(Rolling Prairie, IN) - Ordinary citizens can’t imagine the mental baggage that combat veterans bring home with them from war. To help them cope, a La Porte County organization is offering a special kind of therapy. Anam Cara uses horses to get to the heart of what’s troubling someone, especially combat veterans, and their families, who are struggling to keep their emotions in check.
Stacey Garcelon is the program’s founder and director. “We provide equine assisted psychotherapy for veterans,” she says. “The group that we’re doing through the VA is focused on helping veterans manage intense emotions, specifically anger, but also anxiety, depression, that sort of thing. It’s a twelve-week program that works with a therapist, an equine specialist, and horses.”

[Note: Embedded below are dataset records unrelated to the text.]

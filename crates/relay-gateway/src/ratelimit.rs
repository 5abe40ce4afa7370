//! Token-bucket rate limiting per identity and procedure class, plus a
//! global bucket.
//!
//! Sheds load before provider adapters saturate. Each identity holds one
//! bucket per [`RateClass`], so catalog reads cannot starve (or be
//! starved by) generation traffic. Buckets refill continuously; an
//! exhausted bucket reports how long until one call's worth of tokens is
//! back.

use std::time::Instant;

use dashmap::DashMap;
use relay_config::RateLimitsSection;
use std::sync::Mutex;

/// Procedure cost class.
///
/// Expensive procedures reach an upstream provider (`ai.generateText`,
/// key validation); everything else is standard.
#[derive(Debug, Clone, Copy, PartialEq, Eq, Hash)]
pub enum RateClass {
    /// Catalog reads, key management, workspace and billing queries.
    Standard,
    /// Procedures that spend upstream provider capacity.
    Expensive,
}

#[derive(Debug)]
struct Bucket {
    tokens: f64,
    capacity: f64,
    refill_per_sec: f64,
    last_refill: Instant,
}

impl Bucket {
    fn new(capacity: f64, refill_per_sec: f64) -> Self {
        Self {
            tokens: capacity,
            capacity,
            refill_per_sec,
            last_refill: Instant::now(),
        }
    }

    fn try_take(&mut self, now: Instant) -> Result<(), u64> {
        let elapsed = now.duration_since(self.last_refill).as_secs_f64();
        self.tokens = (self.tokens + elapsed * self.refill_per_sec).min(self.capacity);
        self.last_refill = now;

        if self.tokens >= 1.0 {
            self.tokens -= 1.0;
            Ok(())
        } else {
            let deficit = 1.0 - self.tokens;
            let wait = deficit / self.refill_per_sec.max(f64::MIN_POSITIVE);
            Err(wait.ceil() as u64)
        }
    }
}

/// The gateway's local rate limiter.
pub struct RateLimiter {
    settings: RateLimitsSection,
    per_identity: DashMap<(String, RateClass), Bucket>,
    global: Mutex<Bucket>,
}

impl RateLimiter {
    /// Build from the `[rate_limits]` config section.
    #[must_use]
    pub fn new(settings: RateLimitsSection) -> Self {
        let global_rate = f64::from(settings.global_per_minute) / 60.0;
        // The global bucket tolerates ~10s of full-rate burst.
        let global = Bucket::new((global_rate * 10.0).max(1.0), global_rate);
        Self {
            settings,
            per_identity: DashMap::new(),
            global: Mutex::new(global),
        }
    }

    /// Take one call's worth of tokens for `identity` in `class`.
    ///
    /// # Errors
    ///
    /// Returns the suggested retry delay in seconds when either the
    /// identity bucket or the global bucket is exhausted.
    pub fn check(&self, identity: &str, class: RateClass) -> Result<(), u64> {
        let now = Instant::now();

        {
            let mut global = self.global.lock().expect("rate limiter lock poisoned");
            global.try_take(now)?;
        }

        let (per_minute, burst) = match class {
            RateClass::Standard => (
                self.settings.per_identity_per_minute,
                self.settings.burst,
            ),
            RateClass::Expensive => (
                self.settings.expensive_per_minute,
                self.settings.expensive_burst,
            ),
        };
        let rate = f64::from(per_minute) / 60.0;
        let capacity = f64::from(burst).max(1.0);
        let mut bucket = self
            .per_identity
            .entry((identity.to_string(), class))
            .or_insert_with(|| Bucket::new(capacity, rate));
        bucket.try_take(now)
    }
}

impl std::fmt::Debug for RateLimiter {
    fn fmt(&self, f: &mut std::fmt::Formatter<'_>) -> std::fmt::Result {
        f.debug_struct("RateLimiter")
            .field("buckets", &self.per_identity.len())
            .finish_non_exhaustive()
    }
}

#[cfg(test)]
mod tests {
    use super::*;

    fn limiter(per_minute: u32, burst: u32) -> RateLimiter {
        RateLimiter::new(RateLimitsSection {
            per_identity_per_minute: per_minute,
            burst,
            expensive_per_minute: 60,
            expensive_burst: 2,
            global_per_minute: 100_000,
        })
    }

    #[test]
    fn test_burst_then_exhaustion() {
        let limiter = limiter(60, 3);
        assert!(limiter.check("u1", RateClass::Standard).is_ok());
        assert!(limiter.check("u1", RateClass::Standard).is_ok());
        assert!(limiter.check("u1", RateClass::Standard).is_ok());

        let retry = limiter.check("u1", RateClass::Standard).unwrap_err();
        assert!(retry >= 1);
    }

    #[test]
    fn test_identities_are_independent() {
        let limiter = limiter(60, 1);
        assert!(limiter.check("u1", RateClass::Standard).is_ok());
        assert!(limiter.check("u1", RateClass::Standard).is_err());
        assert!(limiter.check("u2", RateClass::Standard).is_ok());
    }

    #[test]
    fn test_classes_have_separate_buckets() {
        let limiter = limiter(600, 10);
        // Exhaust the expensive bucket (burst 2).
        assert!(limiter.check("u1", RateClass::Expensive).is_ok());
        assert!(limiter.check("u1", RateClass::Expensive).is_ok());
        assert!(limiter.check("u1", RateClass::Expensive).is_err());

        // Standard calls for the same identity still pass.
        assert!(limiter.check("u1", RateClass::Standard).is_ok());
    }

    #[test]
    fn test_global_bucket_caps_everyone() {
        let limiter = RateLimiter::new(RateLimitsSection {
            per_identity_per_minute: 10_000,
            burst: 10_000,
            expensive_per_minute: 10_000,
            expensive_burst: 10_000,
            global_per_minute: 6,
        });
        // Global capacity: 6/min → 0.1/s → 1 token of burst.
        assert!(limiter.check("a", RateClass::Standard).is_ok());
        assert!(limiter.check("b", RateClass::Standard).is_err());
    }
}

The key to the program is using horses to connect with people and break down emotional barriers. “It creates an environment that’s emotionally safe,” she says. “What ends up happening is that they can be present in the moment and have that relationship with the horse. And then they can learn to trust themselves again, to trust their bodies again, to trust their emotions again, and to trust that they’ll be able to handle whatever comes.”
Garcelon says that horses have an uncanny ability to sense human emotions. "It is remarkable; it’s absolutely astonishing,” she says. “Because horses are prey animals, their very survival is based on being able to read their surroundings, and veterans relate to that.”
Participants are not required to talk about their emotions. At the very least, they can find some comfort in the interaction. But usually, Garcon says, the encounter leads to better self-awareness for clients and an openness to facing their problems.
Anam Cara’s equine therapy is available to veterans and their families through funding by the Veterans’ Administration. They also do similar therapy for other individuals and groups. On the third Friday of every month, Anam Cara welcomes all military members, past and present, as well as first responders, for a little time with the horses. “It’s not therapy; it’s not anything other than to hang out with other veterans and first responders and the horses,” Garcelon says.
Anam Cara is located on 1000 North, near Rolling Prairie.